Urban renewal drives blacks from homes and businesses
Adams describes the black neighborhood in Savannah where he lived and worked as a boy. Urban renewal destroyed the black community he believes, allowing "white and Jewish" investors in as families and businesses struggled to relocate.
Citing this Excerpt
Oral History Interview with Floyd Adams, August 16, 2002. Interview R-0168. Southern Oral History Program Collection (#4007) in the Southern Oral History Program Collection, Southern Historical Collection, Wilson Library, University of North Carolina at Chapel Hill.
Full Text of the Excerpt
KIERAN TAYLOR
Did you work out of the West Broad office then? Your father moved to
Montgomeryߞ
FLOYD ADAMS, JR.
My father when I was a child, they had already moved over to the
Montgomery Street office, and that was my earliest relationship with
that, when the Herald was on Montgomery Street.
KIERAN TAYLOR
Montgomery was an extension in some ways of Broad Street.
FLOYD ADAMS, JR.
Yes it was, because all the African American businesses and black
businesses, what ever you want to call it, were located on Montgomery
and Martin Luther King Boulevard or West Broad Street. Montgomery Street
is only a block away, and as a child one of my duties in working with my
father in the business, he had other. The Tribune was
our competition. It was friendly competition. If they needed something
from us, we would give it to them. If we needed something, we would hear
back and forth like mostly pictures or something of that nature. I was
the go-for.
KIERAN TAYLOR
The runner.
FLOYD ADAMS, JR.
The runner, go-for or whatever you want to. I had to walk around the
corner on Park Avenue to there, and by then you'd walk past
most of the black businesses, the fish market, Mr. McLaughlins you would
call it confectionery-type thing but more than that went on in there.
Across the street you had Robins Department Store. They had all those
type of businesses there. The Sims Fish Store and all those. It was a
whole cavalry of businesses that catered to the black folk who lived in
Currytown and all those behind West Broad Street. They provided the
income base for most of those businesses, and we didn't have
the transportation that we do now. Everybody didn't have two
cars in the garage and a driveway. Everyone walked and so convenience
stores now, the M and M supermarkets, the Foodtown supermarkets, all
those Krogers have bought them out now.

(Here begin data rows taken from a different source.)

//! Common fixtures for building unit test definitions and schemas.
use mockgen::prelude::*;
use serde_json::{Value, json};

/// A definition with a request trigger, two mockable actions, a non-mockable
/// `Compose` and an action that shares its `operationId` with `Get_Order`.
#[allow(dead_code)]
pub const ORDERS_DEFINITION_JSON: &str = r#"{
    "operationInfo": {
        "When_a_HTTP_request_is_received": { "type": "Request", "kind": "Http" },
        "Get_Order": { "type": "Http", "operationId": "getOrder" },
        "Compose_Summary": { "type": "Compose" },
        "Get_Order_Retry": { "type": "Http", "operationId": "getOrder" },
        "Send-Email_(V2)": { "type": "ApiConnection" }
    },
    "outputParameters": {
        "When_a_HTTP_request_is_received": {
            "outputs": {
                "outputs.$.body": { "type": "object", "title": "Body" },
                "outputs.$.body.$.orderId": { "type": "string", "description": "Order identifier" },
                "outputs.$.headers": { "type": "object", "title": "Headers" }
            }
        },
        "Get_Order": {
            "outputs": {
                "outputs.$.body": { "type": "object", "description": "The order" },
                "outputs.$.body.$.quantity": { "type": "integer", "x-ms-visibility": "important" },
                "outputs.$.body.$.customer": { "type": "object" },
                "outputs.$.body.$.customer.name": { "type": "string" },
                "outputs.$.body.$.lines": { "type": "array" }
            }
        },
        "Send-Email_(V2)": {
            "outputs": {
                "outputs.$.body": { "type": "any" }
            }
        }
    },
    "assertions": [ { "name": "Succeeded", "expression": {} } ]
}"#;

#[allow(dead_code)]
pub fn orders_definition() -> UnitTestDefinition {
    UnitTestDefinition::from_json(ORDERS_DEFINITION_JSON).expect("fixture should parse")
}

/// A nested object schema:
/// `{ id: integer, profile: { email: string, address: { city: string } }, labels: array }`
#[allow(dead_code)]
pub fn user_schema() -> Value {
    json!({
        "type": "object",
        "description": "A user",
        "id": { "type": "integer", "description": "User id" },
        "profile": {
            "type": "object",
            "email": { "type": "string" },
            "address": {
                "type": "object",
                "city": { "type": "string" }
            }
        },
        "labels": { "type": "array" }
    })
}

/// Builds a definition from `(name, type, operationId)` triples with empty outputs.
#[allow(dead_code)]
pub fn definition_of(operations: &[(&str, &str, Option<&str>)]) -> UnitTestDefinition {
    let mut definition = UnitTestDefinition::default();
    for (name, operation_type, operation_id) in operations {
        let mut info = OperationInfo::new(operation_type);
        info.operation_id = operation_id.map(str::to_string);
        definition.operation_info.insert(name.to_string(), info);
    }
    definition
}
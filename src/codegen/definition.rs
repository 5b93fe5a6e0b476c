use serde::Serialize;

/// Metadata for one generated C# class: its name, doc comment, properties and
/// the nested classes its object-typed properties refer to.
#[derive(Debug, Clone, PartialEq, Eq, Serialize)]
#[serde(rename_all = "camelCase")]
pub struct ClassDefinition {
    pub class_name: String,
    pub description: Option<String>,
    pub properties: Vec<PropertyDefinition>,
    pub children: Vec<ClassDefinition>,
}

/// A single property of a generated class.
///
/// When `is_object` is set, `property_type` names one of the enclosing
/// class's `children`.
#[derive(Debug, Clone, PartialEq, Eq, Serialize)]
#[serde(rename_all = "camelCase")]
pub struct PropertyDefinition {
    pub property_name: String,
    pub property_type: String,
    pub description: Option<String>,
    pub is_object: bool,
}

impl ClassDefinition {
    /// A class with no properties and no children.
    pub fn empty(class_name: impl Into<String>, description: Option<String>) -> Self {
        Self {
            class_name: class_name.into(),
            description,
            properties: Vec::new(),
            children: Vec::new(),
        }
    }

    /// Looks up a direct child class by name.
    pub fn find_child(&self, class_name: &str) -> Option<&ClassDefinition> {
        self.children.iter().find(|c| c.class_name == class_name)
    }

    pub fn find_property(&self, property_name: &str) -> Option<&PropertyDefinition> {
        self.properties
            .iter()
            .find(|p| p.property_name == property_name)
    }

    /// Counts this class and all of its descendants.
    pub fn class_count(&self) -> usize {
        1 + self.children.iter().map(Self::class_count).sum::<usize>()
    }
}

But those grocery stores, people
like the Sadlers, the Malavers, they had grocery stores on the bottom
floor, and they lived upstairs on the second floor. That's
how my father got to know a lot of those people because he eventually,
we had a printing company as well. We would print their flyers for them,
and they called them circulars or flyers back in those days and let
people know what was going on in the sales and what
was going to come up. We did that for many, many years until they grew
and started doing other things with their distribution points.

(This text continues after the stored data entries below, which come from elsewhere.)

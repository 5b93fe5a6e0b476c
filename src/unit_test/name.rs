use super::paths::UnitTestPaths;
use crate::error::UnitTestError;
use regex::Regex;
use std::sync::LazyLock;

static UNIT_TEST_NAME: LazyLock<Regex> =
    LazyLock::new(|| Regex::new(r"(?i)^[a-z][a-z\d_-]*$").expect("Invalid regex"));

/// Checks that a unit test name starts with a letter and only contains
/// letters, digits, `_` and `-`.
pub fn validate_unit_test_name_format(name: &str) -> Result<(), UnitTestError> {
    if name.is_empty() {
        return Err(UnitTestError::EmptyName);
    }
    if !UNIT_TEST_NAME.is_match(name) {
        return Err(UnitTestError::InvalidName(name.to_string()));
    }
    Ok(())
}

/// Validates the format of a new unit test name and makes sure no definition
/// with that name exists yet for the workflow.
pub fn validate_unit_test_name(paths: &UnitTestPaths, name: &str) -> Result<(), UnitTestError> {
    validate_unit_test_name_format(name)?;
    if paths.unit_test_file(name).exists() {
        return Err(UnitTestError::AlreadyExists(name.to_string()));
    }
    Ok(())
}
use thiserror::Error;

/// Errors that can occur while generating and writing mock output classes.
///
/// Malformed or partially-shaped schemas never produce one of these; the
/// generator degrades to empty classes instead. Only the definition document
/// itself and the filesystem can fail.
#[derive(Error, Debug, Clone)]
pub enum GenerateError {
    #[error("Failed to parse unit test definition JSON: {0}")]
    JsonParse(String),

    #[error("I/O error at '{path}': {message}")]
    Io { path: String, message: String },
}

/// Errors raised when a workflow run identifier is missing or malformed.
#[derive(Error, Debug, Clone, PartialEq, Eq)]
pub enum RunIdError {
    #[error("Run ID is required to generate a codeful unit test.")]
    Missing,

    #[error("Invalid runId format: '{0}'")]
    InvalidFormat(String),
}

/// Errors from unit test definition management (naming, saving, discovery).
#[derive(Error, Debug, Clone, PartialEq, Eq)]
pub enum UnitTestError {
    #[error("The unit test name cannot be empty.")]
    EmptyName,

    #[error(
        "Unit test name '{0}' must start with a letter and can only contain letters, digits, \"_\" and \"-\"."
    )]
    InvalidName(String),

    #[error("A unit test with the name \"{0}\" already exists.")]
    AlreadyExists(String),

    #[error("No unit test results found in '{0}'")]
    NoResults(String),

    #[error("Failed to parse unit test JSON: {0}")]
    JsonParse(String),

    #[error("I/O error at '{path}': {message}")]
    Io { path: String, message: String },
}
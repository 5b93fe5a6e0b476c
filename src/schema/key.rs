//! Cleans raw output-parameter keys emitted by workflow runs.
//!
//! Run history describes outputs with keys such as `outputs.$.body.$.id`. The
//! `$` fragments are artifacts of the run's token paths and carry no shape
//! information, so they are stripped before the key is split into the path
//! segments that drive nesting in the schema tree.

const OUTPUTS_PREFIX: &str = "outputs.$.";
const OUTPUTS_ROOT: &str = "outputs.$";
const BODY_PREFIX: &str = "body.$.";
const BODY_ROOT: &str = "body.$";

/// Strips artifact markers from a raw key.
///
/// Keys without markers are returned unchanged. A key that only names the
/// outputs root (`outputs.$`) normalizes to the empty string.
pub fn normalize_key(raw: &str) -> String {
    let key = if let Some(rest) = raw.strip_prefix(OUTPUTS_PREFIX) {
        rest
    } else if raw == OUTPUTS_ROOT {
        ""
    } else {
        raw
    };

    let key = if let Some(rest) = key.strip_prefix(BODY_PREFIX) {
        format!("body.{}", rest)
    } else if key == BODY_ROOT {
        "body".to_string()
    } else {
        key.to_string()
    };

    key.replace(".$.", ".").replace("$.", "").replace(".$", "")
}

/// Normalizes a raw key and splits it into ordered path segments.
///
/// An empty result addresses the root of the schema tree.
pub fn key_segments(raw: &str) -> Vec<String> {
    let key = normalize_key(raw);
    if key.is_empty() {
        return Vec::new();
    }
    key.split('.').map(str::to_string).collect()
}
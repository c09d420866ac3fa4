use std::{
    alloc::{GlobalAlloc, Layout},
    cell::UnsafeCell,
    hint,
    ptr::{self, NonNull},
    sync::atomic::{AtomicBool, Ordering},
};

use super::{
    error::AllocError,
    heap::{Heap, ALIGN},
    stats::HeapStats,
};
use crate::os::mem::ProgramBreak;

/// The process-wide arena, over the real program break. Install it with
///
/// ```no_run
/// #[global_allocator]
/// static GLOBAL: &wilderness::GlobalHeap = &wilderness::WILDERNESS;
///
/// fn main() {}
/// ```
///
/// or reach it from C through [`crate::externc`].
///
/// Payloads are only 8-byte aligned. Any [`Layout`] asking for more gets null,
/// which under `#[global_allocator]` means `handle_alloc_error` aborts on the
/// first `u128` or `#[repr(align(16))]` allocation on targets that align
/// those to 16.
// SAFETY: This is the only `ProgramBreak` the crate ever constructs.
pub static WILDERNESS: GlobalHeap = unsafe { GlobalHeap::new(ProgramBreak::new()) };

/// A [`Heap`] that can sit in a `static`.
///
/// The heap itself is single threaded. Entry is serialised by a spin flag so
/// that an accidental second caller waits instead of corrupting the lists;
/// there is no fairness and no reentrancy (allocating from inside the heap
/// would spin forever).
pub struct GlobalHeap {
    heap: UnsafeCell<Heap<ProgramBreak>>,
    busy: SpinFlag,
}

/// A bare test-and-set lock
struct SpinFlag(AtomicBool);

/// Holds a [`SpinFlag`] until dropped, unwinding included
struct SpinGuard<'a>(&'a AtomicBool);

impl SpinFlag {
    const fn new() -> Self {
        Self(AtomicBool::new(false))
    }

    fn lock(&self) -> SpinGuard<'_> {
        while self
            .0
            .compare_exchange_weak(false, true, Ordering::Acquire, Ordering::Relaxed)
            .is_err()
        {
            hint::spin_loop();
        }
        SpinGuard(&self.0)
    }
}

impl Drop for SpinGuard<'_> {
    fn drop(&mut self) {
        self.0.store(false, Ordering::Release);
    }
}

// SAFETY: All access to `heap` goes through `with()`, which holds `busy`.
unsafe impl Sync for GlobalHeap {}

impl GlobalHeap {
    /// # Safety
    ///
    /// Same as [`ProgramBreak::new()`]: at most one of these may exist.
    pub const unsafe fn new(growth: ProgramBreak) -> Self {
        Self {
            heap: UnsafeCell::new(Heap::new(growth)),
            busy: SpinFlag::new(),
        }
    }

    fn with<R>(&self, f: impl FnOnce(&mut Heap<ProgramBreak>) -> R) -> R {
        let _guard = self.busy.lock();
        // SAFETY: We hold `busy`, so this is the only live reference. A panic
        //         in `f` releases it on the way out.
        f(unsafe { &mut *self.heap.get() })
    }

    pub fn allocate(&self, size: usize) -> Result<NonNull<u8>, AllocError> {
        self.with(|heap| heap.allocate(size))
    }

    pub fn allocate_zeroed(&self, count: usize, size: usize) -> Result<NonNull<u8>, AllocError> {
        self.with(|heap| heap.allocate_zeroed(count, size))
    }

    /// # Safety
    ///
    /// See [`Heap::release()`].
    pub unsafe fn release(&self, ptr: *mut u8) {
        self.with(|heap| heap.release(ptr))
    }

    /// # Safety
    ///
    /// See [`Heap::reallocate()`].
    pub unsafe fn reallocate(&self, ptr: *mut u8, size: usize) -> Result<NonNull<u8>, AllocError> {
        self.with(|heap| heap.reallocate(ptr, size))
    }

    pub fn stats(&self) -> HeapStats {
        self.with(|heap| heap.stats())
    }
}

fn into_raw(result: Result<NonNull<u8>, AllocError>) -> *mut u8 {
    result.map_or(ptr::null_mut(), NonNull::as_ptr)
}

unsafe impl GlobalAlloc for GlobalHeap {
    unsafe fn alloc(&self, layout: Layout) -> *mut u8 {
        if layout.align() > ALIGN {
            return ptr::null_mut();
        }
        into_raw(self.allocate(layout.size()))
    }

    unsafe fn alloc_zeroed(&self, layout: Layout) -> *mut u8 {
        if layout.align() > ALIGN {
            return ptr::null_mut();
        }
        into_raw(self.allocate_zeroed(1, layout.size()))
    }

    unsafe fn dealloc(&self, ptr: *mut u8, _: Layout) {
        // SAFETY: The caller gives us a pointer we handed out.
        unsafe { self.release(ptr) }
    }

    unsafe fn realloc(&self, ptr: *mut u8, layout: Layout, new_size: usize) -> *mut u8 {
        if layout.align() > ALIGN {
            return ptr::null_mut();
        }
        // SAFETY: Identical contract to caller, which is described in
        //         `GlobalAlloc` docs.
        into_raw(unsafe { self.reallocate(ptr, new_size) })
    }
}

unsafe impl GlobalAlloc for &GlobalHeap {
    unsafe fn alloc(&self, layout: Layout) -> *mut u8 {
        (**self).alloc(layout)
    }

    unsafe fn alloc_zeroed(&self, layout: Layout) -> *mut u8 {
        (**self).alloc_zeroed(layout)
    }

    unsafe fn dealloc(&self, ptr: *mut u8, layout: Layout) {
        (**self).dealloc(ptr, layout)
    }

    unsafe fn realloc(&self, ptr: *mut u8, layout: Layout, new_size: usize) -> *mut u8 {
        (**self).realloc(ptr, layout, new_size)
    }
}
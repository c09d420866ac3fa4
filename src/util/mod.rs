pub mod assert;
pub mod hint;
pub mod num;
pub mod print;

A lot of people, urban renewal as I say tore out Currytown, they tore out
the businesses, but that enabled the white or Jewish businesses, the
money that they received from that to expand into other aspects of real
estate development and everything else. But on the other part, it
destroyed quite a few of the black businesses because they
didn't relocate. Some of them relocated, but they
didn't have the clientele to deal with it like they do today.
It's a major difference in that respect.
KIERAN TAYLOR
By many accounts Currytown was falling down, and the effort to
revitalize the housing doesn't seem bad in and of itself. Did
anyone foresee the dramatic negative consequences that it would have on
the long-term health of the street?
FLOYD ADAMS, JR.
I don't think they did. If they did back in the attitude back
in those days, they didn't give a damn about it, excuse the
expression. There was an excess of gathering land. They saw an
opportunity for federal grants and what have you and improve the
situation. But what, the people who owned the land made the money, and
they took the money and reinvested it because most of it came to be
federal property of the housing authority. Unfortunately there were
quite a few people who regardless of the fact thatߞ[To
security officers at Savannah airport] good morning gentlemen, how
y'all doing. Doing good. Everything okay. Good. I know
y'all enjoy this cool comfort. Thank you. I guess the city
fathers saw it was an opportunity to make some improvements, but also
you have to understand that the urban renewal project extended not
necessarily in Currytown, but extended all the way through the whole
quote historic district itself. That gave them the opportunity to get
low interest money to refurbish those houses.